Hello,
I’m attempting to set up an instance of GitLab CE with Pages enabled for a custom domain, using Docker-Compose.
I feel like I’m close but the container always errors out during the build process.
Here is my current docker-compose.yml file:
gitlab:
image: 'gitlab/gitlab-ce:latest'
container_name: gitlab
restart: always
hostname: 'gitlab.mydomain.com'
environment:
GITLAB_OMNIBUS_CONFIG: |
external_url 'https://gitlab.mydomain.com'
gitlab_rails['gitlab_shell_ssh_port'] = 2222
letsencrypt['enable'] = true
letsencrypt['contact_emails'] = ['letsencrypt@mydomain.com']
nginx['ssl_certificate'] = "/etc/letsencrypt/live/mydomain.com/cert.pem"
nginx['ssl_certificate_key'] = "/etc/letsencrypt/live/mydomain.com/privkey.pem"
pages_external_url "https://mydomain.com"
nginx['listen_addresses'] = ['12.34.56.78']
pages_nginx['enable'] = false
gitlab_pages['cert'] = "/etc/letsencrypt/live/mydomain.com/cert.pem"
gitlab_pages['cert_key'] = "/etc/letsencrypt/live/mydomain.com/privkey.pem"
gitlab_pages['external_http'] = ['12.34.56.79:80']
gitlab_pages['external_https'] = ['12.34.56.79:443']
ports:
- '80:80'
- '443:443'
- '2222:22'
volumes:
- '/srv/gitlab/config:/etc/gitlab'
- '/srv/gitlab/logs:/var/log/gitlab'
- '/srv/gitlab/data:/var/opt/gitlab'
- '/etc/letsencrypt/:/etc/letsencrypt'
Prior to running docker-compose up -d, certbot was ran on the host to create valid LetsEncrypt wildcard certificates in /etc/letsencrypt.

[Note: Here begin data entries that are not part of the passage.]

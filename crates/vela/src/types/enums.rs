use std::sync::Arc;

use ahash::AHashMap;
use parking_lot::RwLock;

use crate::{
    types::class::{ClassRef, MethodDef},
    value::Value,
};

/// A singleton entry of an enum class.
///
/// One `Arc<EnumEntry>` exists per `(enum, name)` pair; every reference to the
/// entry shares it, so reference equality doubles as entry identity. The back
/// reference to the owning class is weak to avoid an `Arc` cycle with the
/// class's entry list.
#[derive(Debug)]
pub struct EnumEntry {
    pub owner: ClassRef,
    /// Owning enum's name, kept inline so rendering never needs the upgrade.
    pub owner_name: Arc<str>,
    pub name: Arc<str>,
    pub ordinal: u32,
    /// Per-entry constructor-assigned fields.
    pub fields: RwLock<AHashMap<Arc<str>, Value>>,
    /// Per-entry method overrides, consulted before the enum's own methods.
    pub overrides: AHashMap<Arc<str>, MethodDef>,
}

impl EnumEntry {
    pub fn field(&self, name: &str) -> Option<Value> {
        self.fields.read().get(name).cloned()
    }

    /// Fully-qualified rendering, e.g. `Color.RED`.
    pub fn qualified_name(&self) -> String {
        format!("{}.{}", self.owner_name, self.name)
    }
}
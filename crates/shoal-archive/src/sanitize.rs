//! Entry name and symlink target validation.
//!
//! Archive entry names are attacker-controlled. Every name is normalized
//! and must resolve strictly under the destination root; absolute names
//! and names climbing above the root are rejected rather than silently
//! rewritten.

use std::path::{Component, Path, PathBuf};

use crate::error::{Error, Result};

/// A validated entry name together with its destination path.
#[derive(Clone, Debug)]
pub struct ResolvedPath {
    pub original: PathBuf,
    pub resolved: PathBuf,
}

/// Resolve an entry name under `base`, applying `strip_components` first.
pub fn resolve_entry_path(
    entry: &Path,
    base: &Path,
    strip_components: usize,
) -> Result<ResolvedPath> {
    let normalized = normalize(entry).ok_or_else(|| Error::PathEscape {
        entry: entry.to_path_buf(),
        resolved: base.join(entry),
    })?;

    let relative = if strip_components > 0 {
        strip_leading(&normalized, strip_components).ok_or_else(|| Error::StripExhausted {
            original: entry.to_path_buf(),
            count: strip_components,
        })?
    } else {
        normalized
    };

    let resolved = base.join(&relative);
    if !resolved.starts_with(base) {
        return Err(Error::PathEscape {
            entry: entry.to_path_buf(),
            resolved,
        });
    }

    Ok(ResolvedPath {
        original: entry.to_path_buf(),
        resolved,
    })
}

/// Validate a symlink target against the destination root.
///
/// `link` is the already-resolved location of the symlink itself. The target
/// is interpreted relative to the link's parent directory, as the platform
/// will when the link is followed. Returns the target's resolved location;
/// the caller still writes the original target text into the link.
pub fn resolve_link_target(target: &Path, link: &Path, base: &Path) -> Result<PathBuf> {
    if target.is_absolute() {
        return Err(Error::AbsoluteSymlinkTarget {
            target: target.to_path_buf(),
            link: link.to_path_buf(),
        });
    }

    let anchor = link.parent().unwrap_or(base);
    let anchor_rel = anchor.strip_prefix(base).unwrap_or(Path::new(""));

    let relative = normalize(&anchor_rel.join(target)).ok_or_else(|| Error::SymlinkEscape {
        target: target.to_path_buf(),
        resolved: anchor.join(target),
    })?;

    let resolved = base.join(relative);
    if !resolved.starts_with(base) {
        return Err(Error::SymlinkEscape {
            target: target.to_path_buf(),
            resolved,
        });
    }

    Ok(resolved)
}

/// Collapse `.` and `..`, refusing paths that are absolute or climb above
/// their own root.
fn normalize(path: &Path) -> Option<PathBuf> {
    let mut out = PathBuf::new();
    for component in path.components() {
        match component {
            Component::Normal(part) => out.push(part),
            Component::CurDir => {}
            Component::ParentDir => {
                if !out.pop() {
                    return None;
                }
            }
            Component::RootDir | Component::Prefix(_) => return None,
        }
    }
    Some(out)
}

fn strip_leading(path: &Path, count: usize) -> Option<PathBuf> {
    let components: Vec<_> = path.components().collect();
    if components.len() <= count {
        return None;
    }
    Some(components[count..].iter().collect())
}
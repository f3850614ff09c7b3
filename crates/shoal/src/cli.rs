use std::fs::File;
use std::path::{Path, PathBuf};

use anyhow::Context;
use clap::{Parser, ValueEnum};
use shoal_archive::{
    Backend, Compression, ExtractOptions, Extractor, UnknownEntryPolicy, detect_from_reader,
    extract_to_workspace,
};

#[derive(Clone, Debug, Parser)]
#[command(name = "shoal", version = env!("CARGO_PKG_VERSION"), about = "Extract tar and tar.gz archives", long_about = None)]
pub struct App {
    /// Archive to extract (.tar or .tar.gz)
    pub archive: PathBuf,

    /// Destination directory, created if necessary
    #[arg(short = 'C', long = "directory", default_value = ".")]
    pub directory: PathBuf,

    /// Force gzip decompression instead of magic-byte detection
    #[arg(short = 'z', long)]
    pub gzip: bool,

    /// Extraction backend
    #[arg(long, value_enum, default_value_t = BackendArg::Stream)]
    pub backend: BackendArg,

    /// Drop the first N components of every entry name
    #[arg(long, value_name = "N", default_value_t = 0)]
    pub strip_components: usize,

    /// Fail on entry kinds that cannot be materialized instead of skipping them
    #[arg(long)]
    pub strict: bool,

    /// Apply unix mode bits from entry headers
    #[arg(short = 'p', long)]
    pub preserve_modes: bool,

    /// Stage into a temporary directory and rename into place on full
    /// success; the destination must not already exist
    #[arg(long)]
    pub atomic: bool,

    /// Suppress the summary line
    #[arg(short, long)]
    pub quiet: bool,
}

#[derive(Clone, Copy, Debug, PartialEq, Eq, ValueEnum)]
pub enum BackendArg {
    /// In-process (tar + flate2)
    Stream,
    /// Delegate to the platform tar binary
    System,
}

impl From<BackendArg> for Backend {
    fn from(arg: BackendArg) -> Self {
        match arg {
            BackendArg::Stream => Backend::Stream,
            BackendArg::System => Backend::System,
        }
    }
}

pub fn run(app: App) -> anyhow::Result<()> {
    let compression = if app.gzip {
        Compression::Gzip
    } else {
        detect(&app.archive)?
    };

    let options = ExtractOptions::default()
        .strip_components(app.strip_components)
        .unknown_entries(if app.strict {
            UnknownEntryPolicy::Fail
        } else {
            UnknownEntryPolicy::Skip
        })
        .preserve_modes(app.preserve_modes);

    let extractor = Extractor::new(app.backend.into(), compression)
        .context("selecting extraction backend")?;

    let report = if app.atomic {
        let staged = extract_to_workspace(&extractor, &app.archive, &app.directory, &options)
            .with_context(|| format!("extracting '{}'", app.archive.display()))?;
        staged.commit().context("committing staged extraction")?
    } else {
        extractor
            .extract(&app.archive, &app.directory, &options)
            .with_context(|| format!("extracting '{}'", app.archive.display()))?
    };

    if !app.quiet {
        println!(
            "{} entries, {} bytes -> {}",
            report.entry_count,
            report.total_bytes,
            app.directory.display()
        );
    }

    Ok(())
}

fn detect(path: &Path) -> anyhow::Result<Compression> {
    let mut file =
        File::open(path).with_context(|| format!("opening '{}'", path.display()))?;
    detect_from_reader(&mut file)
        .with_context(|| format!("reading '{}'", path.display()))?
        .ok_or_else(|| anyhow::anyhow!("'{}' is not a tar or tar.gz archive", path.display()))
}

Error logs from docker logs from the container creation show this when the error happens:
Compiled Resource:
------------------
# Declared in /opt/gitlab/embedded/cookbooks/cache/cookbooks/letsencrypt/recipes/http_authorization.rb:3:in `fr
om_file'
letsencrypt_certificate("gitlab.mydomain.com") do
action [:create]
updated true
updated_by_last_action true
default_guard_interpreter :default
declared_type :letsencrypt_certificate
cookbook_name "letsencrypt"
recipe_name "http_authorization"
fullchain "/etc/gitlab/ssl/gitlab.mydomain.com.crt"
key "/etc/gitlab/ssl/gitlab.mydomain.com.key"
alt_names []
cn "gitlab.mydomain.com"
end
System Info:
------------
chef_version=13.6.4
platform=ubuntu
platform_version=16.04
ruby=ruby 2.3.6p384 (2017-12-14 revision 61254) [x86_64-linux]
program_name=/opt/gitlab/embedded/bin/chef-client
executable=/opt/gitlab/embedded/bin/chef-client
Running handlers:
There was an error running gitlab-ctl reconfigure:
letsencrypt_certificate[gitlab.mydomain.com] (letsencrypt::http_authorization line 3) had an error: RuntimeEr
ror: acme_certificate[staging] (/opt/gitlab/embedded/cookbooks/cache/cookbooks/letsencrypt/resources/certificate.rb
line 20) had an error: RuntimeError: [gitlab.mydomain.com] Validation failed for domain gitlab.mydomain.com
Running handlers complete
Chef Client failed. 17 resources updated in 08 seconds
So domain validation appears to be failing, but I’m not sure why. DNS both for *.mydomain.com and gitlab.mydomain.com (both by implication from * and discretely) resolve to the VPS I’m deploying on.
Additionally, there isn’t a need for a new certificate to be generated, as the wildcard certificate should apply to gitlab.mydomain.com.
Since I’ve already created a wildcard cert that should be valid for the gitlab subdomain, what would I need to change in order to have gitlab use the wildcard certificates this deploy successfully using docker-compose?
I thought that was what I was doing by setting the nginx[‘ssl_certificate’] and nginx[‘ssl_certificate_key’] options.
Thank you in advance to anyone who helps, I realize this is a very niche question.